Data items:
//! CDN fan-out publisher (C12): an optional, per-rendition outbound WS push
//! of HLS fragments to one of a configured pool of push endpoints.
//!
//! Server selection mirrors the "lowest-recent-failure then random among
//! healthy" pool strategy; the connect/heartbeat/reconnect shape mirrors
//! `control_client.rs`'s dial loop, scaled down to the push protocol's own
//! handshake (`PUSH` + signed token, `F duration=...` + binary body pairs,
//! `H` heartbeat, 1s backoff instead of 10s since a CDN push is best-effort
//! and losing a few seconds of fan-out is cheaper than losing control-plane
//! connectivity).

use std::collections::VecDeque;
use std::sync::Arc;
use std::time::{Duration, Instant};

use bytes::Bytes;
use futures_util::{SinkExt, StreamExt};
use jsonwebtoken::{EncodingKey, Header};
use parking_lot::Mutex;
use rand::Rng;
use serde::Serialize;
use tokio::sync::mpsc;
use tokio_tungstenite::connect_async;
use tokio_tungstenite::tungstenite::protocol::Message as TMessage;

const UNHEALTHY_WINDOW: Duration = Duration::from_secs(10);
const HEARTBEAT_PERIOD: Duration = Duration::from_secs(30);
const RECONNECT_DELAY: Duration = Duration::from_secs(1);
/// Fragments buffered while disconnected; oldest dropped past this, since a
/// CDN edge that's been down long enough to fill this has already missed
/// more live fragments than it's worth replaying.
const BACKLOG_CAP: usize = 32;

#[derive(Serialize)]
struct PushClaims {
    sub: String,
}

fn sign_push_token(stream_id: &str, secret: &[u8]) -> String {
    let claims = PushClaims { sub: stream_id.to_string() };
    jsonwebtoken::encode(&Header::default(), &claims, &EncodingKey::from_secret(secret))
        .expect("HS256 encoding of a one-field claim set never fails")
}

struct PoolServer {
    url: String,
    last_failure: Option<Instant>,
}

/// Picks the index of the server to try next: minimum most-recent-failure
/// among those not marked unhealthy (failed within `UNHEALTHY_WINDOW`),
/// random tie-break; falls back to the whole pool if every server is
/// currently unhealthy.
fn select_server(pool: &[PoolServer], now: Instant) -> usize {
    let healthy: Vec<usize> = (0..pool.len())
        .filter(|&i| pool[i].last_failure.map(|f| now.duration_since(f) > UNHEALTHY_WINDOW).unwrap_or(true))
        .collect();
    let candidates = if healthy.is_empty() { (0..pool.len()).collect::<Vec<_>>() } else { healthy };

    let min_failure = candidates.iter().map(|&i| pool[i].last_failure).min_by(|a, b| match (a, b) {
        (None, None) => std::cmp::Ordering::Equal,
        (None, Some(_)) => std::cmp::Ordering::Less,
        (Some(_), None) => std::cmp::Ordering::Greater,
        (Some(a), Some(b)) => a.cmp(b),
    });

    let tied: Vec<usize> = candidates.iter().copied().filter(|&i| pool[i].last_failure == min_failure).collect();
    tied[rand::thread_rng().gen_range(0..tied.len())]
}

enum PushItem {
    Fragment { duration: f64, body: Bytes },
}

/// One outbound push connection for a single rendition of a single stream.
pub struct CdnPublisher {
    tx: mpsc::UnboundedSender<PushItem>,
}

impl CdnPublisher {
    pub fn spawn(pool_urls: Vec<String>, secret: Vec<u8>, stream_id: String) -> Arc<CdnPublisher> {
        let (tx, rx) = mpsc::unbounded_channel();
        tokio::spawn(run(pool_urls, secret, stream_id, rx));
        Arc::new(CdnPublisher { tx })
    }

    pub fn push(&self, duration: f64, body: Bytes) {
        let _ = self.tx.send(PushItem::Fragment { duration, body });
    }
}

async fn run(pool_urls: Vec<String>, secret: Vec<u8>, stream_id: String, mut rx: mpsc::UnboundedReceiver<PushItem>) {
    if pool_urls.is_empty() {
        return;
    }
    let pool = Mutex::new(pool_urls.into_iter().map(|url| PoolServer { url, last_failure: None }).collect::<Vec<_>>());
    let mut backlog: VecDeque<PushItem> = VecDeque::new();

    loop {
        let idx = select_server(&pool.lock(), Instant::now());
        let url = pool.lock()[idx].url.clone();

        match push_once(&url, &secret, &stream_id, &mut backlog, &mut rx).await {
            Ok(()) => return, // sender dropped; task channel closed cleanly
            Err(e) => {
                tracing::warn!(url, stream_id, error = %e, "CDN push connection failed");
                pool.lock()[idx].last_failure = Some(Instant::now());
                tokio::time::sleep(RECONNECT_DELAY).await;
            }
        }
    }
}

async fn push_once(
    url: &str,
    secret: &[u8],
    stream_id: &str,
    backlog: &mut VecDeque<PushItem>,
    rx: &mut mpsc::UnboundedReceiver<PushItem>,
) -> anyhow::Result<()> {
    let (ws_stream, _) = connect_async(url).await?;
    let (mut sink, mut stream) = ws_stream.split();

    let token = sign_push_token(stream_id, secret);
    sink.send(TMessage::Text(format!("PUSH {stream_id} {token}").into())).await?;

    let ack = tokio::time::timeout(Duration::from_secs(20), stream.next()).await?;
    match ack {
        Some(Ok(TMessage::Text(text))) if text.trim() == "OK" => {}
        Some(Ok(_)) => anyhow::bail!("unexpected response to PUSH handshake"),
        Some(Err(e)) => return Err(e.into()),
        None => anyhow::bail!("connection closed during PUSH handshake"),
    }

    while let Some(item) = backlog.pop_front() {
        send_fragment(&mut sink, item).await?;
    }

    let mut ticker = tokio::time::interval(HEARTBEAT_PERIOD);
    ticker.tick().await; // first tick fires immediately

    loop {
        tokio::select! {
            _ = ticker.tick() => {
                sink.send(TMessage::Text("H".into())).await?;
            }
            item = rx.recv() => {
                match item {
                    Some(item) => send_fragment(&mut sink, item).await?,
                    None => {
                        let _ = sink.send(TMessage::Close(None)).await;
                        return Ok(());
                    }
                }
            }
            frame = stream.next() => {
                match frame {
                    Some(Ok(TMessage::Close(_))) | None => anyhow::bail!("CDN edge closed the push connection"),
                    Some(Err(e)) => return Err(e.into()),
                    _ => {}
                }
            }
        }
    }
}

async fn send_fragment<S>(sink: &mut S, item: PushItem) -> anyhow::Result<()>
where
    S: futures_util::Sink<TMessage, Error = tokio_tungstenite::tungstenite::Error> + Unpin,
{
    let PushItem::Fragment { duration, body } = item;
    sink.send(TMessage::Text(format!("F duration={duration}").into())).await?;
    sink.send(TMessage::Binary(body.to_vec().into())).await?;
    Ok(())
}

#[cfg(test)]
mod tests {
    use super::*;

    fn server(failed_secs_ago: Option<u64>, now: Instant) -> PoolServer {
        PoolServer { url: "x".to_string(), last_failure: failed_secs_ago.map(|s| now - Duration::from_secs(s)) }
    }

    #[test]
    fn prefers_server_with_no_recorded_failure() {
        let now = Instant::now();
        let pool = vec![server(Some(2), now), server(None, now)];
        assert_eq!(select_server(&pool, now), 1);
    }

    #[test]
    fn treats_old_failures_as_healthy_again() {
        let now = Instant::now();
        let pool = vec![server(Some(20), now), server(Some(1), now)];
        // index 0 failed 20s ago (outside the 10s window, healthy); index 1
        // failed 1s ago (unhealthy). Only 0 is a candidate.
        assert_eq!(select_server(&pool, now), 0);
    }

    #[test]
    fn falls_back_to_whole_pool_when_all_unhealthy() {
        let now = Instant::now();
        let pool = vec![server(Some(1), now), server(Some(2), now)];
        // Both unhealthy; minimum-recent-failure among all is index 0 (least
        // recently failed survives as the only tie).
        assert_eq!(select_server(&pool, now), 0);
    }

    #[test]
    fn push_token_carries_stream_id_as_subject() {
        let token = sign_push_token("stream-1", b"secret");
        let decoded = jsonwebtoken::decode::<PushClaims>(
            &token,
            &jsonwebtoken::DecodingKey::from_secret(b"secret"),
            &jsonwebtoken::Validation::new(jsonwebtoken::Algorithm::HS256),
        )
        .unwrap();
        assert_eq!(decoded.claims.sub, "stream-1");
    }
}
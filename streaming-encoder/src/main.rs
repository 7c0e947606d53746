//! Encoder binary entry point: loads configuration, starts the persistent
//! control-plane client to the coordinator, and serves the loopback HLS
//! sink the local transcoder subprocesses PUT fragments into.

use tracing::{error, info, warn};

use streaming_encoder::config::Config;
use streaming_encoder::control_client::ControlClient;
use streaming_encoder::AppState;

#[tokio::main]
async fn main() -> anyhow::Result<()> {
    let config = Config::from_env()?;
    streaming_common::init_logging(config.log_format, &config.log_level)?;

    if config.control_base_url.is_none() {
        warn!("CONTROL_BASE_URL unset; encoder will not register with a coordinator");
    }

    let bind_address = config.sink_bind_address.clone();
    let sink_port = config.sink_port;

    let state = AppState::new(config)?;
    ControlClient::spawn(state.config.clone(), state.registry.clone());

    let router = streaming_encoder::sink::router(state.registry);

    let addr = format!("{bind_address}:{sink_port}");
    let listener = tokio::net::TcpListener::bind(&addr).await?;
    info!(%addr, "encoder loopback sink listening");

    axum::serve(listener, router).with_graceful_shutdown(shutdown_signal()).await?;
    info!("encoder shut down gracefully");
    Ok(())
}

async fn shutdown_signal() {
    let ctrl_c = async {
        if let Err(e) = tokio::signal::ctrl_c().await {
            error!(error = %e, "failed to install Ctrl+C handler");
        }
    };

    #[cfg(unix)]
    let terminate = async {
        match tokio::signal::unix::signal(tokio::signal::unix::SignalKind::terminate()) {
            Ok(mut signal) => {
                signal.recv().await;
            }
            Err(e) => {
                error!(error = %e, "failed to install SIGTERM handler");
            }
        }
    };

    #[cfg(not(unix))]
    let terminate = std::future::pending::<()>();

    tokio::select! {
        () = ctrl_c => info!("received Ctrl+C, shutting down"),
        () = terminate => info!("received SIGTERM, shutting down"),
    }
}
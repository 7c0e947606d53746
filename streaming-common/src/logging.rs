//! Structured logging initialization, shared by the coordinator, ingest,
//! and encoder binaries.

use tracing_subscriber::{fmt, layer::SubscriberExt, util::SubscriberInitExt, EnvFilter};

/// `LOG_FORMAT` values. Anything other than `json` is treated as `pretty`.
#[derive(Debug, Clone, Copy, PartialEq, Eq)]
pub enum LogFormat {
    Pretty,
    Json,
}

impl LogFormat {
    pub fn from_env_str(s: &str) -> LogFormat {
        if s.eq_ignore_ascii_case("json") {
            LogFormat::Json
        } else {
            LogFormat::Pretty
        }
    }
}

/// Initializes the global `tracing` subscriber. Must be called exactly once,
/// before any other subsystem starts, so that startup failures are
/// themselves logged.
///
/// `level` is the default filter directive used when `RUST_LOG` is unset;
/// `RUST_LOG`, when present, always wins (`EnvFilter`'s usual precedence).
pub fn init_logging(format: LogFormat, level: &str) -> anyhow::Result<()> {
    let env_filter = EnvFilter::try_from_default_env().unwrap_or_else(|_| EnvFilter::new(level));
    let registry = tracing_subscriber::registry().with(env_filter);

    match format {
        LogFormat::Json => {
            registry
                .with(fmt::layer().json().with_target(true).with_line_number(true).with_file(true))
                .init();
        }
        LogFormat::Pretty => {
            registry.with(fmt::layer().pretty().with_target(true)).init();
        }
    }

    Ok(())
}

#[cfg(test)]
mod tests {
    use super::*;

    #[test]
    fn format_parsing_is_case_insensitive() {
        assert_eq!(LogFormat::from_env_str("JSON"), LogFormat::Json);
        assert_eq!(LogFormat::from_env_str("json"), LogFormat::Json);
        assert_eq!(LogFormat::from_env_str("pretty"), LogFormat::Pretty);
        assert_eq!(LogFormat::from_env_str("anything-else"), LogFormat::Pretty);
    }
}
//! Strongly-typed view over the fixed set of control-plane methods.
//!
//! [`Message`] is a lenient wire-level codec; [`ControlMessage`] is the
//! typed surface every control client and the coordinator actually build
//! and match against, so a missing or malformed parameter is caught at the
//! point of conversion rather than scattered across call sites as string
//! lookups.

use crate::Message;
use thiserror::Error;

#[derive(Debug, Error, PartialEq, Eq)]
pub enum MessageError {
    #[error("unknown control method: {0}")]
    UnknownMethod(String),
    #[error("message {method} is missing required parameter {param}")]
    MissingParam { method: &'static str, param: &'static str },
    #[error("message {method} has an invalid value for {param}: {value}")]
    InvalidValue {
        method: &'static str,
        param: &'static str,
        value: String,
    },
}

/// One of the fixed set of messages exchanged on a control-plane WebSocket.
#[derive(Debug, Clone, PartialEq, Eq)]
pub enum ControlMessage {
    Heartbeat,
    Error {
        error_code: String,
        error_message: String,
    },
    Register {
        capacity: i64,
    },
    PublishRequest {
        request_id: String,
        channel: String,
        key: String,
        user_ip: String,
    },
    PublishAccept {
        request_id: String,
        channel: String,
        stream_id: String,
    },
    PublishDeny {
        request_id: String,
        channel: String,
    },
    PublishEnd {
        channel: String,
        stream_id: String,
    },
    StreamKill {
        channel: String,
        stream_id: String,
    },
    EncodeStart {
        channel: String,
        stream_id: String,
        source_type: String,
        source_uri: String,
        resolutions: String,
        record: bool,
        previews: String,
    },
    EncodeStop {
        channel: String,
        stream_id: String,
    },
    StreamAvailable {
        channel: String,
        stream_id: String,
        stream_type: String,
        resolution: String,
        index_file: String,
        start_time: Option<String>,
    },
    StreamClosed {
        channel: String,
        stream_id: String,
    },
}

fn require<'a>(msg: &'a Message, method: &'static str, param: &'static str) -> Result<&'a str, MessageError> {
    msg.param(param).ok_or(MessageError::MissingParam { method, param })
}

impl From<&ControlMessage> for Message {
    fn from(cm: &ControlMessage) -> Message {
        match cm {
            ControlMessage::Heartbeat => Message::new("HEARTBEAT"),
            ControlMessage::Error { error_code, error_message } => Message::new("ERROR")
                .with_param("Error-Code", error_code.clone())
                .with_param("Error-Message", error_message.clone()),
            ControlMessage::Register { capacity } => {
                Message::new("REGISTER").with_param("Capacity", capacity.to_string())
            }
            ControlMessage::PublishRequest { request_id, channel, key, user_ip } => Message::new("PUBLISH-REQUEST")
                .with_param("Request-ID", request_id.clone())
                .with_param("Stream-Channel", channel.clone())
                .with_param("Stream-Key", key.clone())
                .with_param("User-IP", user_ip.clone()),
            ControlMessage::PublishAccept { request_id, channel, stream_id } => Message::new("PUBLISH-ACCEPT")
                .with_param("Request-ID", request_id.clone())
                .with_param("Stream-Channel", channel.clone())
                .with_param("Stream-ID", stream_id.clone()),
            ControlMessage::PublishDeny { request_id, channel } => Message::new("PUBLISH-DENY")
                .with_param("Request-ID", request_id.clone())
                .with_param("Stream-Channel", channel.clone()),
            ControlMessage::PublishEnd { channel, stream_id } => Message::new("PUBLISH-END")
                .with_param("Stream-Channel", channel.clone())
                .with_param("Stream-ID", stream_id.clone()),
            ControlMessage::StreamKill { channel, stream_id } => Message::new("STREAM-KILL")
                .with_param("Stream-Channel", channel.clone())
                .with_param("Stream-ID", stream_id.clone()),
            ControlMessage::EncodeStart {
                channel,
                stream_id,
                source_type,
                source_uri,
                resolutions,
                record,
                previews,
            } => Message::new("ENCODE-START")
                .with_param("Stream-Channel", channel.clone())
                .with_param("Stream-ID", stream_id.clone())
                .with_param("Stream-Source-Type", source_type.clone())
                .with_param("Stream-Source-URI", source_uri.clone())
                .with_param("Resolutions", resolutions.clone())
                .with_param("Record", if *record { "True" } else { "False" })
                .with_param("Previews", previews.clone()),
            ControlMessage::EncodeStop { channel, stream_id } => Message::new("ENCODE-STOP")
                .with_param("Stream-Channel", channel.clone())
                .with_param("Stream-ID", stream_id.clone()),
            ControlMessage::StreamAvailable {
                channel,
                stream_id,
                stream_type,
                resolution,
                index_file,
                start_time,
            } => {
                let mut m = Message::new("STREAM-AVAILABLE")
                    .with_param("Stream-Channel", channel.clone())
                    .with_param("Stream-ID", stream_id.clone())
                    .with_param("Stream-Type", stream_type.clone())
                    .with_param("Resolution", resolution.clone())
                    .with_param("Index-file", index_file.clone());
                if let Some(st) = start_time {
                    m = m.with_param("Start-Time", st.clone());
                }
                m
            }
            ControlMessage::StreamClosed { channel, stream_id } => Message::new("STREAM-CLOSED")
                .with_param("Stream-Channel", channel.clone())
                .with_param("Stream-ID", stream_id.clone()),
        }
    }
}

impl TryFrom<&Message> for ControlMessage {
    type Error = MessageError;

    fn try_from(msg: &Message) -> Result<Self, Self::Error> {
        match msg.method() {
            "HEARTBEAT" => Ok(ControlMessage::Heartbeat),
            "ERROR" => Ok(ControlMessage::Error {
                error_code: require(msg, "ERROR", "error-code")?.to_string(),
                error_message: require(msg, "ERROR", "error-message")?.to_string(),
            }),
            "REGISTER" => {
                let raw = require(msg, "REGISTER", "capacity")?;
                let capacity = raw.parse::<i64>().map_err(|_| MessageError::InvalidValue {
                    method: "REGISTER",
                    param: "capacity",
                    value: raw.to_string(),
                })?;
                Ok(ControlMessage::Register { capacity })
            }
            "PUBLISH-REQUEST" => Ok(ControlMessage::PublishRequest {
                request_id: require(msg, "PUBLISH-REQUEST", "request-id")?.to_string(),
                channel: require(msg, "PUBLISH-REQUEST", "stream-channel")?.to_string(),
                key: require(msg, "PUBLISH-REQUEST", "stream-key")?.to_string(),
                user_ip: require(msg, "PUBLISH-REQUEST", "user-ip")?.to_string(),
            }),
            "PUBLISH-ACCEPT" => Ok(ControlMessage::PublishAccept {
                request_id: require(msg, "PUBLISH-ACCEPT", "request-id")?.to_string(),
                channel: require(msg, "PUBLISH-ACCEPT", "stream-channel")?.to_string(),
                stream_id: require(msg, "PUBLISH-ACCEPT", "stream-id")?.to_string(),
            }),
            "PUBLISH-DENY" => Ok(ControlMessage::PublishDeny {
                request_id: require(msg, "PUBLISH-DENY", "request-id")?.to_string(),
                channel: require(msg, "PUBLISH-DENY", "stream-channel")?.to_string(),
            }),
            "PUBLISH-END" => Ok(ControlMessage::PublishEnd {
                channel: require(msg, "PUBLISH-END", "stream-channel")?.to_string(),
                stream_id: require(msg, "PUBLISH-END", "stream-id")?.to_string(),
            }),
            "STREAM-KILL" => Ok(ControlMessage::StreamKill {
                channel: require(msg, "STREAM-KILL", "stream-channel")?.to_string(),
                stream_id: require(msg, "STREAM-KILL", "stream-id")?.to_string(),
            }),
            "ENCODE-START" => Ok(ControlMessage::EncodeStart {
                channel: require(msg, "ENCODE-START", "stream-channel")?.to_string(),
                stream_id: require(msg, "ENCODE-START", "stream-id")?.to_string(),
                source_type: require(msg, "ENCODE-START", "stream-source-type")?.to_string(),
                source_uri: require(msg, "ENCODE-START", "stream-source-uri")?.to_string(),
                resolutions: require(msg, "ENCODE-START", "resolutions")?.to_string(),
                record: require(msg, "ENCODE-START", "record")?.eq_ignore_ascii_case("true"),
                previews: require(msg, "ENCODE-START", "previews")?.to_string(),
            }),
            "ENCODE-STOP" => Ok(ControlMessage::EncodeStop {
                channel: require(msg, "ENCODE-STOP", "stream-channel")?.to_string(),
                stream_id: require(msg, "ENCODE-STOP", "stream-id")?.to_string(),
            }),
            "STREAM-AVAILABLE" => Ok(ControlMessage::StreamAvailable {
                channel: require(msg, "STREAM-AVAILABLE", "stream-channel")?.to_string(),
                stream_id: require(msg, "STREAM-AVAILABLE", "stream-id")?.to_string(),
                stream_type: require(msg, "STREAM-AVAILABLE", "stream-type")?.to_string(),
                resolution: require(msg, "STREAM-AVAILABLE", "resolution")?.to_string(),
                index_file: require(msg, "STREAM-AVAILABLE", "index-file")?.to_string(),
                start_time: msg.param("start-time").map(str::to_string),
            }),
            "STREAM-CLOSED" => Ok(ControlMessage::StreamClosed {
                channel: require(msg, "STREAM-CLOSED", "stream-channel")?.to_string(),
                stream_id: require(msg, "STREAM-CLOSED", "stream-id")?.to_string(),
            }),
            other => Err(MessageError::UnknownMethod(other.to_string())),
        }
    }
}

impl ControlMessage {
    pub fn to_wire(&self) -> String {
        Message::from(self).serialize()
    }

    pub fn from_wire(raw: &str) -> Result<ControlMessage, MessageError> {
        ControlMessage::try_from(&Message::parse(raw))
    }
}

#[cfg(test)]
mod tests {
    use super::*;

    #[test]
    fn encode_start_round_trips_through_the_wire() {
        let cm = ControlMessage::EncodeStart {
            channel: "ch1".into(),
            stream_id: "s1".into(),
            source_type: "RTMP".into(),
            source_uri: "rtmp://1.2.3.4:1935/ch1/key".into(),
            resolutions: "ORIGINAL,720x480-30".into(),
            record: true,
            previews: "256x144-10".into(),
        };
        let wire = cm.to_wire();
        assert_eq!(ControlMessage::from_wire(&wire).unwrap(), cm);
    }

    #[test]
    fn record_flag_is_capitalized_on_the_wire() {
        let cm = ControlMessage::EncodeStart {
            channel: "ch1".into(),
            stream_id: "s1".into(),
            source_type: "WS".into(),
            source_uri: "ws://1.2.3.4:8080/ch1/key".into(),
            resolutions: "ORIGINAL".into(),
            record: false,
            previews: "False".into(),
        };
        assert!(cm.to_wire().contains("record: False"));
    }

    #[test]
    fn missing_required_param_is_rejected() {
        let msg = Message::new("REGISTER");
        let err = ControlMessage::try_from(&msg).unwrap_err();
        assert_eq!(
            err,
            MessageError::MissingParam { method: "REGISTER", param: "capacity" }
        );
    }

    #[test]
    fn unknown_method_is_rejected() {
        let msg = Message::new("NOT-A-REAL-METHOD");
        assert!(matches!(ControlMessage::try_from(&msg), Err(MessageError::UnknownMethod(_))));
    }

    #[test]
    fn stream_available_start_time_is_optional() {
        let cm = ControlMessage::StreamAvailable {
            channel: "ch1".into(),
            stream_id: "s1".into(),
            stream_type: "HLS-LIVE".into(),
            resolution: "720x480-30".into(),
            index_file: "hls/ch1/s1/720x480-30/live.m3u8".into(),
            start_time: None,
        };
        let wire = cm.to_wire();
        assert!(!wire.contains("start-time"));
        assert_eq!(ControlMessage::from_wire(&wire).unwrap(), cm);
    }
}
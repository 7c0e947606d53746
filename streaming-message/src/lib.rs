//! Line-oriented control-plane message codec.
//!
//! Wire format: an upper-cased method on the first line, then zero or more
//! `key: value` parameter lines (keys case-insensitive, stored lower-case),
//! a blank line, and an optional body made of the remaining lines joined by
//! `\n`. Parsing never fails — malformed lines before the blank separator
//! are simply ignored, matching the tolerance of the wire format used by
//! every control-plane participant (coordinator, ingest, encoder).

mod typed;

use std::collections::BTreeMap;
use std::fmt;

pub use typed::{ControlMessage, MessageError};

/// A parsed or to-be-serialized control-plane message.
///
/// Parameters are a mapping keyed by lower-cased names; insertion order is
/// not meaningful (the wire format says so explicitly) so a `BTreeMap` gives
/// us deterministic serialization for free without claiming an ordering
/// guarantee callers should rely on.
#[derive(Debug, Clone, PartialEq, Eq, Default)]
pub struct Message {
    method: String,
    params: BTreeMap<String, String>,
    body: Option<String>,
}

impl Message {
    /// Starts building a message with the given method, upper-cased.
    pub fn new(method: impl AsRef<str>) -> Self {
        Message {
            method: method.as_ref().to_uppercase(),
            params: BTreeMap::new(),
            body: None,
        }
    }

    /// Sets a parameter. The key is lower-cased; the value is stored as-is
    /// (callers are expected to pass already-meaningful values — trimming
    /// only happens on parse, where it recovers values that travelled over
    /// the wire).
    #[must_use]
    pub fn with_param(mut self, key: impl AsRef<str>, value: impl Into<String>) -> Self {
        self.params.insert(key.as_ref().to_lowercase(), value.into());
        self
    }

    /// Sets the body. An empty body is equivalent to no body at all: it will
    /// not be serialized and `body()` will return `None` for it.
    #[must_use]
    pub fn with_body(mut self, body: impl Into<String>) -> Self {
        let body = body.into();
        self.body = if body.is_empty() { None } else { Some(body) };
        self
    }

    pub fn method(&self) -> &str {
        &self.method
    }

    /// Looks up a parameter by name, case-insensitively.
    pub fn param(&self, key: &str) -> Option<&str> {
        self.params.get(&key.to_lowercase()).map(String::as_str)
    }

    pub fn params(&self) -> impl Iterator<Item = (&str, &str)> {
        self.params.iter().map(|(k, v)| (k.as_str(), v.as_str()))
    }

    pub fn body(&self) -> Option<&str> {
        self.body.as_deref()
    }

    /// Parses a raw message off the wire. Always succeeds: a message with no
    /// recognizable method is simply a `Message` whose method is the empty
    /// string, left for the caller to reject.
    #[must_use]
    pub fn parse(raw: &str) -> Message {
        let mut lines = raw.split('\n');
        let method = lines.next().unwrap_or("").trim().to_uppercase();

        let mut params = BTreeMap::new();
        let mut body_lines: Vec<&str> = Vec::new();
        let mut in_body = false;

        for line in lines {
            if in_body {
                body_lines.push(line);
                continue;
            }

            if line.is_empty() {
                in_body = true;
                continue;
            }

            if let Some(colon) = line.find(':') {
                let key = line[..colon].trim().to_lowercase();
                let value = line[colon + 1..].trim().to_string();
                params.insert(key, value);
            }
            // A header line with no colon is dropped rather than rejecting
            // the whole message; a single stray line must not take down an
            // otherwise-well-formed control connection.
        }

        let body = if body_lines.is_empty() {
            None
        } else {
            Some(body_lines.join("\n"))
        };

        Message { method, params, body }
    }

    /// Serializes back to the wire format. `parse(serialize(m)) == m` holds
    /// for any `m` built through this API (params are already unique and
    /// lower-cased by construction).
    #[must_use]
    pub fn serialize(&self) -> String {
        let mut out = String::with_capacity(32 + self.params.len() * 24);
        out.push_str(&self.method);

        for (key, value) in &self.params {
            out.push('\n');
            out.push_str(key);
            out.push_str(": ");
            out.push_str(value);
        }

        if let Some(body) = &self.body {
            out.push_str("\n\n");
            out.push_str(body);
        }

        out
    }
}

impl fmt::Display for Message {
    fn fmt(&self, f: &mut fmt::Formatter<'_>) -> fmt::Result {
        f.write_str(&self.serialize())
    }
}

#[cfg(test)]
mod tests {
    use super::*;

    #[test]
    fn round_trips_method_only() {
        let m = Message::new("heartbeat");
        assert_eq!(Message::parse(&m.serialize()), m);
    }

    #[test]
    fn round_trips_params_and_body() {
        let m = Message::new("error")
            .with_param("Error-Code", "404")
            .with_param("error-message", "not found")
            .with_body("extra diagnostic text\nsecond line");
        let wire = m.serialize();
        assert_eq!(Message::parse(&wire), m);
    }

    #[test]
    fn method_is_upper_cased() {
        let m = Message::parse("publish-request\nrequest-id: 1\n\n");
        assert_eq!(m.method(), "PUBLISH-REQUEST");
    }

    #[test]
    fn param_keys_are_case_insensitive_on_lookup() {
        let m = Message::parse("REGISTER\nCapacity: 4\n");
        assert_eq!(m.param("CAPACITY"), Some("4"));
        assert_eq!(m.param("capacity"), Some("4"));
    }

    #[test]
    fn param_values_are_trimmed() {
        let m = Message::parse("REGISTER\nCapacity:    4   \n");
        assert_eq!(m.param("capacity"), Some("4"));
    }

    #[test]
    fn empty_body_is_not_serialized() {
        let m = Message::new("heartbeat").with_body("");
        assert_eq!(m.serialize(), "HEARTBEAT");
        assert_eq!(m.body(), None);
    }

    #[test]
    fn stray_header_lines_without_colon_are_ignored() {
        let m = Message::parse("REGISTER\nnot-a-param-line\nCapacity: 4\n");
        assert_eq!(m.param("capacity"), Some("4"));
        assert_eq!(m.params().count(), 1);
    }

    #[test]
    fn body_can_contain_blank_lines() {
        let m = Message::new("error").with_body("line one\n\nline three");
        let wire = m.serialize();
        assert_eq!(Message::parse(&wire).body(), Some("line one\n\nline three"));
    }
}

**AIM OF THE TASK**
Only a number is wanted here: the count of lines in the data that contain the string "router".

**SOLUTION TO THIS EXERCISE**
2